Questions?  You can contact Wizzie at 512.854.9600 or the website at email@comalmg.com  

June 2024–Saltmarsh Caterpillars

Saltmarsh caterpillars seem to be a common sight in gardens, lawns and traveling across roads and sidewalks.  These caterpillars are a particular species, Estigmene acrea, and turn into saltmarsh moths.  They are often mistakenly called “woollybears” which are a different species, Pyrrharctia isabella, that turn into Isabella tiger moths. The two species are related and in the same family Erebidae.

Saltmarsh caterpillars are extremely variable in color and have many setae in the late instar which creates a hairy or fuzzy appearance.  They have striped or mottled bodies varying from black to brown to yellow and reaching lengths of 2.25 inches. Hairs, or setae, also vary in color and are mostly soft when touched.  Hairs are not venomous and do not sting, but some people may be sensitive to the hairs.

Saltmarsh caterpillars actively disperse, and late instar larvae can be seen moving quickly across lawns, landscape beds, sidewalks, roads, and other locations. These caterpillars can move easily into areas and begin to feed on plants.  Their chewing mouthparts cause damage to plants by defoliation.  They have a wide host range feeding on numerous broadleaf plants including trees, shrubs, crops, and others.

Adult saltmarsh moths are medium sized and have white forewings with black dots.  Hindwings are white in females and peachy yellow in males. The adult’s head and thorax are white, and abdomen is peachy yellow with black oblong spots.
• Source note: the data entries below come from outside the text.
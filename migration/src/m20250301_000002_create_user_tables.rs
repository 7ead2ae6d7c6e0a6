use sea_orm_migration::prelude::*;

use crate::m20250301_000001_create_club_tables::Clubs;

#[derive(DeriveMigrationName)]
pub struct Migration;

#[async_trait::async_trait]
impl MigrationTrait for Migration {
    async fn up(&self, manager: &SchemaManager) -> Result<(), DbErr> {
        manager
            .create_table(
                Table::create()
                    .table(Users::Table)
                    .if_not_exists()
                    .col(ColumnDef::new(Users::Email).string().not_null().primary_key())
                    .col(ColumnDef::new(Users::Username).string_len(20).not_null().unique_key())
                    .col(ColumnDef::new(Users::PasswordHash).string().not_null())
                    .col(ColumnDef::new(Users::SessionTokenHash).string().null().unique_key())
                    .col(ColumnDef::new(Users::SessionExpiresAt).big_integer().null())
                    .col(ColumnDef::new(Users::CreatedAt).big_integer().not_null())
                    .to_owned(),
            )
            .await?;

        manager
            .create_table(
                Table::create()
                    .table(Favorites::Table)
                    .if_not_exists()
                    .col(ColumnDef::new(Favorites::ClubCode).string_len(100).not_null())
                    .col(ColumnDef::new(Favorites::UserEmail).string().not_null())
                    .primary_key(
                        Index::create()
                            .col(Favorites::ClubCode)
                            .col(Favorites::UserEmail),
                    )
                    .foreign_key(
                        ForeignKey::create()
                            .name("fk_favorites_club_code")
                            .from(Favorites::Table, Favorites::ClubCode)
                            .to(Clubs::Table, Clubs::Code)
                            .on_delete(ForeignKeyAction::Cascade),
                    )
                    .foreign_key(
                        ForeignKey::create()
                            .name("fk_favorites_user_email")
                            .from(Favorites::Table, Favorites::UserEmail)
                            .to(Users::Table, Users::Email)
                            .on_delete(ForeignKeyAction::Cascade),
                    )
                    .to_owned(),
            )
            .await?;

        manager
            .create_index(
                Index::create()
                    .name("idx_favorites_user_email")
                    .table(Favorites::Table)
                    .col(Favorites::UserEmail)
                    .to_owned(),
            )
            .await?;

        Ok(())
    }

    async fn down(&self, manager: &SchemaManager) -> Result<(), DbErr> {
        manager
            .drop_table(Table::drop().table(Favorites::Table).to_owned())
            .await?;
        manager
            .drop_table(Table::drop().table(Users::Table).to_owned())
            .await?;

        Ok(())
    }
}

#[derive(DeriveIden)]
enum Users {
    Table,
    Email,
    Username,
    PasswordHash,
    SessionTokenHash,
    SessionExpiresAt,
    CreatedAt,
}

#[derive(DeriveIden)]
enum Favorites {
    Table,
    ClubCode,
    UserEmail,
}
Pupae occur in the soil or in leaf litter.  Caterpillars spin a cocoon using silk and hairs from the body. There are multiple generations each year in Texas.

Management can be as simple as removing caterpillars by hand; wear gloves while doing so.  In backyard gardens, this typically is a feasible method of control.  Pesticides such as Bacillus thuringiensis var. kurstaki, spinosad, or botanicals can be used against smaller stages of caterpillars (these are not as hairy as the late instars), but will not kill off late instar larvae.

For more information or help with identification, contact Wizzie Brown, Texas A&M AgriLife Extension Service Program Specialist at ebrown@ag.tamu.edu.

This work is supported in part by the Crop Protection and Pest Management, Extension Implementation Program [award no. 2021- 70006-35347/project accession no. 1027036] from the United States Department of Agriculture (USDA) National Institute of Food and Agriculture.

 

 

May 2024–Mountain Laurel Mirid

Mountain laurel mirids, Lopidea major, are relatively small insects that reach a little over ¼” as adults.  Nymphs, or immatures, look like adults, but don’t have fully developed wings and are smaller in size. These mirids are a type of plant bug that is red and black in color.  Bodies and front part of the wings are red while the head, antennae, legs, and back part of the wings are black.

They have piercing-sucking mouthparts and use them to puncture foliage of plants.  Feeding can lead to deformation of leaves, but doesn’t cause long term damage to the tree, so treatment is optional.

An easy way to decrease populations is to spray the tree with a jet of water.  It probably won’t eradicate the population, but it can help to decrease it while conserving the beneficial insect population. If plant size allows, mirids can be hand-picked and either smashed or dropped in a bucket of soapy water or you can tap them into a jar with rubbing alcohol or soapy water.  If you want to look at pesticidal options, look at insecticidal soap, horticultural oils, or botanicals.  When using any pesticide product, be sure to read and follow all label instructions.

For more information or help with identification, contact Wizzie Brown, Texas A&M AgriLife Extension Service Program Specialist at ebrown@ag.tamu.edu.

This work is supported in part by the Crop Protection and Pest Management, Extension Implementation Program [award no. 2021- 70006-35347/project accession no. 1027036] from the United States Department of Agriculture (USDA) National Institute of Food and Agriculture.

 

March 2024–Leaf Cutting Ants

Texas leafcutting ants, Atta texana, are fascinating ants native to Texas, Louisiana, and parts of Mexico.  Leafcutting ants create large, extensive colonies, often with multiple mounds clustered in a single area.  Mounds are volcano or crater-shaped with a centralized opening and may be mistaken for fire ant mounds, but fire ant mounds do NOT have a centralized opening.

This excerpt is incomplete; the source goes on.